*** DATA RECORDS ***

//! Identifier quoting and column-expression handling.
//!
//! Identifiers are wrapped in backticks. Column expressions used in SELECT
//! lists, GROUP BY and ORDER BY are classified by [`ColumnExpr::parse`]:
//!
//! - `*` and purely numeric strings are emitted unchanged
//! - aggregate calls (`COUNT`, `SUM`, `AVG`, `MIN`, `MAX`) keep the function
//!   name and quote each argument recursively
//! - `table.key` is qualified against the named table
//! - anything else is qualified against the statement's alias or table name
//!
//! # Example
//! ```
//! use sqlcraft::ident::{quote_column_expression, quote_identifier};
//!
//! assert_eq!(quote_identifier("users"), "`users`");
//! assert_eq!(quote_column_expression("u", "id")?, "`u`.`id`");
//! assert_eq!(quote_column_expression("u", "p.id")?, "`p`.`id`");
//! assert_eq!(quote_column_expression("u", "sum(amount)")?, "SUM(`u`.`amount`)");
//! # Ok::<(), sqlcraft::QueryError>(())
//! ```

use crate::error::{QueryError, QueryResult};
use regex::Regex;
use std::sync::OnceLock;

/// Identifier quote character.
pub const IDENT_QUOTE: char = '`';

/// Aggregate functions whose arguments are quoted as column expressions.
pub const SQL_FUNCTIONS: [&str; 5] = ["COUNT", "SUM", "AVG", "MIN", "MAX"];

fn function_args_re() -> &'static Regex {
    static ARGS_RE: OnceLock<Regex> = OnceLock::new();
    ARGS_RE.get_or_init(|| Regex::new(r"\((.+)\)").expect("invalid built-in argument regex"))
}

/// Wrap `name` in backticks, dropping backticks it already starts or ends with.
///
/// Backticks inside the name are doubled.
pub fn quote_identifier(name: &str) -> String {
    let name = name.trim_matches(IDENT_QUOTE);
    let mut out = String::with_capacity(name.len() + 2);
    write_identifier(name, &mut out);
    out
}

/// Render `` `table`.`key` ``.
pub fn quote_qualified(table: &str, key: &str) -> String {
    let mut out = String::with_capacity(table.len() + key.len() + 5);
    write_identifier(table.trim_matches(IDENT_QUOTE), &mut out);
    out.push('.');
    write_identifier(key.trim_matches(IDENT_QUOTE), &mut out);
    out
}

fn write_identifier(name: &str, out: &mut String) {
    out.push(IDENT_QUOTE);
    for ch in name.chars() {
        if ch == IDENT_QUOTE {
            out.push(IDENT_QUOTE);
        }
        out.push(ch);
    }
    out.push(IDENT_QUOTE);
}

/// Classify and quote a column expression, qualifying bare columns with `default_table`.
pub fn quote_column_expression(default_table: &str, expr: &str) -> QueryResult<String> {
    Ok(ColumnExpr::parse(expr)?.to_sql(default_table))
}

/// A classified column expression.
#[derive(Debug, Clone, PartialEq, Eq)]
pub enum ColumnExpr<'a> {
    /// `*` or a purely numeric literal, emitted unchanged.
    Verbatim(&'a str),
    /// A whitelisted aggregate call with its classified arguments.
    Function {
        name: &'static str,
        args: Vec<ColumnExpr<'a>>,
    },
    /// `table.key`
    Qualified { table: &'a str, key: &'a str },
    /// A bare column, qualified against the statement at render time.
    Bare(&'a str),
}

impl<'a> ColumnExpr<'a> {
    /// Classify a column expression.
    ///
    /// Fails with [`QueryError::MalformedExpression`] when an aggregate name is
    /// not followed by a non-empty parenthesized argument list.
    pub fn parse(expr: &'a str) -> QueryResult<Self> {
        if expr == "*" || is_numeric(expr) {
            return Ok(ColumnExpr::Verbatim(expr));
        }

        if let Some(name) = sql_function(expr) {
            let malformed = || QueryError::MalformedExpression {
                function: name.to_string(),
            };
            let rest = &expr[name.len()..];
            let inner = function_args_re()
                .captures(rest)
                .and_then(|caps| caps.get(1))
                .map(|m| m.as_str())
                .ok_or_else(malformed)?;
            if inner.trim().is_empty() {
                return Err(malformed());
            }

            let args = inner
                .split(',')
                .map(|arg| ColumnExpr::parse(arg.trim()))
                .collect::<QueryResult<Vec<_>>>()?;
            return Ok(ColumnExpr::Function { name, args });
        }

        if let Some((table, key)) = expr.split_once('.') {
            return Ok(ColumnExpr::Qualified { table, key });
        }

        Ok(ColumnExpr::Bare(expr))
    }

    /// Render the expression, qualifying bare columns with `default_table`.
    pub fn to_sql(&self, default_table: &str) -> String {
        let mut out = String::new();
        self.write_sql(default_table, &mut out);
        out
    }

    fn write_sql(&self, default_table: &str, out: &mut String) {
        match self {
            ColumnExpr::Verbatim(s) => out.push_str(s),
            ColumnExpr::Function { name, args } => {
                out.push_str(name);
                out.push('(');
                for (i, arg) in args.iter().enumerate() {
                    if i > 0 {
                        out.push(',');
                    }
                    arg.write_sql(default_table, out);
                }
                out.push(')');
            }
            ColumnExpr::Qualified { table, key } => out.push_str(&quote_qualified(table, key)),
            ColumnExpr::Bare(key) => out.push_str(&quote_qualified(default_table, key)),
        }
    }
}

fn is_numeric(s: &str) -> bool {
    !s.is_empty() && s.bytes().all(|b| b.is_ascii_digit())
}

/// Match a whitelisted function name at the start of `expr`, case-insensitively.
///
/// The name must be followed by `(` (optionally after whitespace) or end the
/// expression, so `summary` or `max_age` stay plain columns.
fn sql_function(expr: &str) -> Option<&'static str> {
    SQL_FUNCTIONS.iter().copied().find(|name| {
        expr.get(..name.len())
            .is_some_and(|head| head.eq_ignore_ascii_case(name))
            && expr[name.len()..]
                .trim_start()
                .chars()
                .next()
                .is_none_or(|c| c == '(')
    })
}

*** End of DATA RECORDS ***

**AIM OF THE EXERCISE**
Retype only this portion of the data above: the line containing "out.push_str(name);", the line containing "arg.write_sql(default_table, out);", and all lines between them, exactly.

**REPLY TO THE TASK**
                out.push_str(name);
                out.push('(');
                for (i, arg) in args.iter().enumerate() {
                    if i > 0 {
                        out.push(',');
                    }
                    arg.write_sql(default_table, out);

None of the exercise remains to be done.